Question

The Question:

Drones use the internet protocols for theircommunications. That is, the drone is a wireless access point. The drone controller (usually a smartphone) connects to that access point and they communicate using the UDP protocol. This communication includes:

• the commands from the controller to the drone,

• status information (height, battery level, etc.) from the drone back to the controller, and

• the video signal from the drone back to the controller.

Please answer the following questions briefly (and in your own words):

1. If the wireless connection is not encrypted, could the connection be eavesdropped?

2. What would it mean to DoS or DDoS the drone? How might you do this?
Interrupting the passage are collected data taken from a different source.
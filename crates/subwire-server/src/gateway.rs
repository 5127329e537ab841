//! End-to-end handling of one incoming connection.

use std::sync::Arc;

use subwire_proto::{ClientId, CloseStatus};
use subwire_router::{ClientRegistry, EventRouter, RegistryError};
use thiserror::Error;
use tokio_util::sync::CancellationToken;
use tracing::{debug, info, warn};

use crate::negotiator::{NegotiationError, ProtocolNegotiator};
use crate::session::{ClientHandle, ClientSession, SessionContext, SessionError, MASKED_ERROR_MESSAGE};
use crate::transport::{ClientConnection, TransportState};

/// Reasons a connection is turned away or fails.
#[derive(Debug, Error)]
pub enum GatewayError {
    /// The endpoint requires an authenticated client.
    #[error("unauthorized")]
    Unauthorized,

    /// The server is shutting down.
    #[error("server is shutting down")]
    ShuttingDown,

    /// No sub-protocol could be agreed on.
    #[error(transparent)]
    Negotiation(#[from] NegotiationError),

    /// The session could not be built.
    #[error("session construction failed: {0}")]
    Construction(String),

    /// The client registry is full.
    #[error("maximum connections reached ({max})")]
    AtCapacity {
        /// Effective client limit.
        max: usize,
    },

    /// The registry refused the client for another reason.
    #[error(transparent)]
    Registry(RegistryError),

    /// The session failed.
    #[error(transparent)]
    Session(#[from] SessionError),
}

impl GatewayError {
    /// Status reported to the client for this error.
    #[must_use]
    pub const fn close_status(&self) -> CloseStatus {
        match self {
            Self::Unauthorized => CloseStatus::Unauthorized,
            Self::ShuttingDown => CloseStatus::GoingAway,
            Self::Negotiation(_) => CloseStatus::ProtocolError,
            Self::AtCapacity { .. } => CloseStatus::MaxConnections,
            Self::Construction(_) | Self::Registry(_) | Self::Session(_) => {
                CloseStatus::InternalError
            }
        }
    }

    /// Whether the message may be shown to the client as is.
    const fn is_client_facing(&self) -> bool {
        matches!(
            self,
            Self::Unauthorized | Self::ShuttingDown | Self::Negotiation(_) | Self::AtCapacity { .. }
        )
    }
}

impl From<RegistryError> for GatewayError {
    fn from(err: RegistryError) -> Self {
        match err {
            RegistryError::AtCapacity { max } => Self::AtCapacity { max },
            other @ RegistryError::AlreadyRegistered(_) => Self::Registry(other),
        }
    }
}

/// Result of [`ConnectionGateway::handle`].
pub enum GatewayOutcome {
    /// Not addressed to this endpoint; the connection is handed back.
    PassThrough(Box<dyn ClientConnection>),
    /// Turned away or failed; the error was already reported.
    Rejected(GatewayError),
    /// The session ran and closed.
    Completed {
        /// Client id the session ran under.
        client_id: ClientId,
        /// Status the session closed with.
        status: CloseStatus,
    },
}

impl std::fmt::Debug for GatewayOutcome {
    fn fmt(&self, f: &mut std::fmt::Formatter<'_>) -> std::fmt::Result {
        match self {
            Self::PassThrough(connection) => f
                .debug_tuple("PassThrough")
                .field(&connection.path())
                .finish(),
            Self::Rejected(err) => f.debug_tuple("Rejected").field(err).finish(),
            Self::Completed { client_id, status } => f
                .debug_struct("Completed")
                .field("client_id", client_id)
                .field("status", status)
                .finish(),
        }
    }
}

/// Removes a client from the registry and router when dropped, so cleanup
/// runs however the session exits.
struct Registration<'a> {
    client_id: ClientId,
    registry: &'a ClientRegistry<ClientHandle>,
    router: &'a EventRouter,
}

impl Drop for Registration<'_> {
    fn drop(&mut self) {
        self.router.unsubscribe_all(self.client_id);
        self.registry.remove(self.client_id);
    }
}

/// Runs connections through the gates in front of a session.
#[derive(Debug)]
pub struct ConnectionGateway {
    route_path: String,
    require_authenticated: bool,
    registry: Arc<ClientRegistry<ClientHandle>>,
    negotiator: ProtocolNegotiator,
    context: Arc<SessionContext>,
    shutdown: CancellationToken,
}

impl ConnectionGateway {
    /// Create a gateway for the endpoint at `route_path`.
    #[must_use]
    pub fn new(
        route_path: impl Into<String>,
        registry: Arc<ClientRegistry<ClientHandle>>,
        negotiator: ProtocolNegotiator,
        context: Arc<SessionContext>,
    ) -> Self {
        Self {
            route_path: route_path.into(),
            require_authenticated: false,
            registry,
            negotiator,
            context,
            shutdown: CancellationToken::new(),
        }
    }

    /// Require an authenticated identity on every connection.
    #[must_use]
    pub const fn with_require_authenticated(mut self, required: bool) -> Self {
        self.require_authenticated = required;
        self
    }

    /// Cancel every session when `shutdown` is cancelled.
    #[must_use]
    pub fn with_shutdown(mut self, shutdown: CancellationToken) -> Self {
        self.shutdown = shutdown;
        self
    }

    /// The negotiator used for new sessions.
    #[must_use]
    pub const fn negotiator(&self) -> &ProtocolNegotiator {
        &self.negotiator
    }

    /// The client registry.
    #[must_use]
    pub fn registry(&self) -> &Arc<ClientRegistry<ClientHandle>> {
        &self.registry
    }

    /// Check if `path` addresses this endpoint.
    ///
    /// The query string, a trailing slash and case are ignored.
    #[must_use]
    pub fn matches_path(&self, path: &str) -> bool {
        let path = path.split('?').next().unwrap_or_default();
        normalize_path(path).eq_ignore_ascii_case(normalize_path(&self.route_path))
    }

    /// Handle one connection until its session closes.
    pub async fn handle(&self, mut connection: Box<dyn ClientConnection>) -> GatewayOutcome {
        if !self.matches_path(connection.path()) {
            debug!(path = connection.path(), "Connection not addressed to subscription endpoint");
            return GatewayOutcome::PassThrough(connection);
        }

        if self.shutdown.is_cancelled() {
            return self.reject(connection.as_mut(), GatewayError::ShuttingDown).await;
        }

        if self.require_authenticated && connection.identity().is_none() {
            return self.reject(connection.as_mut(), GatewayError::Unauthorized).await;
        }

        let protocol = match self.negotiator.negotiate(connection.requested_protocols()) {
            Ok(protocol) => protocol,
            Err(e) => return self.reject(connection.as_mut(), e.into()).await,
        };

        if let Err(e) = self.context.validate() {
            let err = GatewayError::Construction(e.to_string());
            return self.reject(connection.as_mut(), err).await;
        }

        let client_id = ClientId::new();
        let (mut session, handle) = ClientSession::new(
            client_id,
            protocol,
            connection,
            Arc::clone(&self.context),
            self.shutdown.child_token(),
        );

        if let Err(e) = self.registry.try_add(client_id, handle) {
            return self.reject(session.connection_mut(), e.into()).await;
        }

        let registration = Registration {
            client_id,
            registry: &self.registry,
            router: &self.context.router,
        };

        info!(
            client_id = %client_id,
            protocol = session.protocol().name(),
            clients = self.registry.len(),
            "Client connected"
        );

        let outcome = match session.run().await {
            Ok(status) => GatewayOutcome::Completed { client_id, status },
            Err(e) => {
                let err = GatewayError::from(e);
                if !session.reached_open() {
                    self.report(session.connection_mut(), &err).await;
                }
                GatewayOutcome::Rejected(err)
            }
        };

        drop(registration);
        drop(session);
        info!(client_id = %client_id, clients = self.registry.len(), "Client disconnected");
        outcome
    }

    async fn reject(&self, connection: &mut dyn ClientConnection, err: GatewayError) -> GatewayOutcome {
        warn!(path = connection.path(), error = %err, "Connection rejected");
        self.report(connection, &err).await;
        GatewayOutcome::Rejected(err)
    }

    /// Report `err` on exactly one channel: close an open transport, else
    /// write a raw response if none started, else only log.
    async fn report(&self, connection: &mut dyn ClientConnection, err: &GatewayError) {
        let status = err.close_status();
        let message = if err.is_client_facing() || self.context.expose_exceptions {
            err.to_string()
        } else {
            MASKED_ERROR_MESSAGE.to_string()
        };

        if connection.state() == TransportState::Open {
            if let Err(e) = connection.close(status, &message).await {
                debug!(error = %e, "Failed to close transport");
            }
        } else if !connection.response_started() {
            if let Err(e) = connection.write_response(status.http_status(), &message).await {
                debug!(error = %e, "Failed to write response");
            }
        } else {
            warn!(status = %status, error = %err, "No channel left to report connection error");
        }
    }
}

fn normalize_path(path: &str) -> &str {
    let trimmed = path.trim().trim_end_matches('/');
    if trimmed.is_empty() { "/" } else { trimmed }
}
3. What are some things you could do with a man-in-the-middle attack on the drone?.

Answer 1

Question 1)
Answer:
Yes, in case, the wireless communication is unencrypted, the attackers, hackers, or bad actors could eavesdrop using another device. The hacker might logically place the intruder device between the drone and the controller such as a smartphone, eavesdropping on the connection. The signals sent between the drone and the controller can be interrupted and eavesdropped in between and analyzed. In one of the possible attack scenarios, the attacker can use the control ports on the controller interrupting the operation from the user using the smartphone app as the controller and eavesdrop on the video stream sent from the drone to the controller, or make changes in the configuration and save and submit the newly changed configurations here. Thus, it is possible to eavesdrop on the video stream of the drone breaching the Wi-Fi connection, in case, the Wi-Fi network is unencrypted from the start.

Question 2)
Answer:
Denial-of-Service (DoS) or Distributed Denial-of-Service (DDoS) the drone means an attacker makes an attempt, making it impossible to deliver a service. The drone's availability will be compromised. Whereas in a DoS attack, the malicious requests or data is sent by only one system. In a DDoS attack, on the other hand, the malicious requests or data are sent from multiple systems. DoS attacks are the reasons for network availability issues that influence critical Unmanned Aerial Vehicles (UAVs) applications, for example, video streaming functionality. DoS could cause either a logic attack or a resource attack. DoS logic attack exploits existing software vulnerabilities and weaknesses causing remote devices such as drones to crash or simply significantly degrade the drone's performance. DoS resource attacks overwhelm or flood the innocent or the victim's computer, smartphone, and other related devices, and network resources, sending constant streams of spurious packets.

Question 3)
Answer:
Some things that could be done with a Man-In-The-Middle (MITM) attack carried out on the drone:
* The attacker can carry out a MITM attack sending the malicious command with a sequence number always higher than the one sent from the legitimate user.
* A simple and physical MITM attack, in layman terms, such as an attacker physically possessing the drone without any authorization can make changes to the drone's hardware, component, or the entire device, or he/she can cause damage, break it, to the drone, simply steal it, etc.
* The attacker can easily get the drone off track and hijack it through MITM. The attacker can infiltrate the user's Wi-Fi network with even a very little computational power fooling and derailing the drone commanding falsified information.
* The attacker can crash the drone.
* He/she can manipulate the drone's behavior so it lands in a hostile location.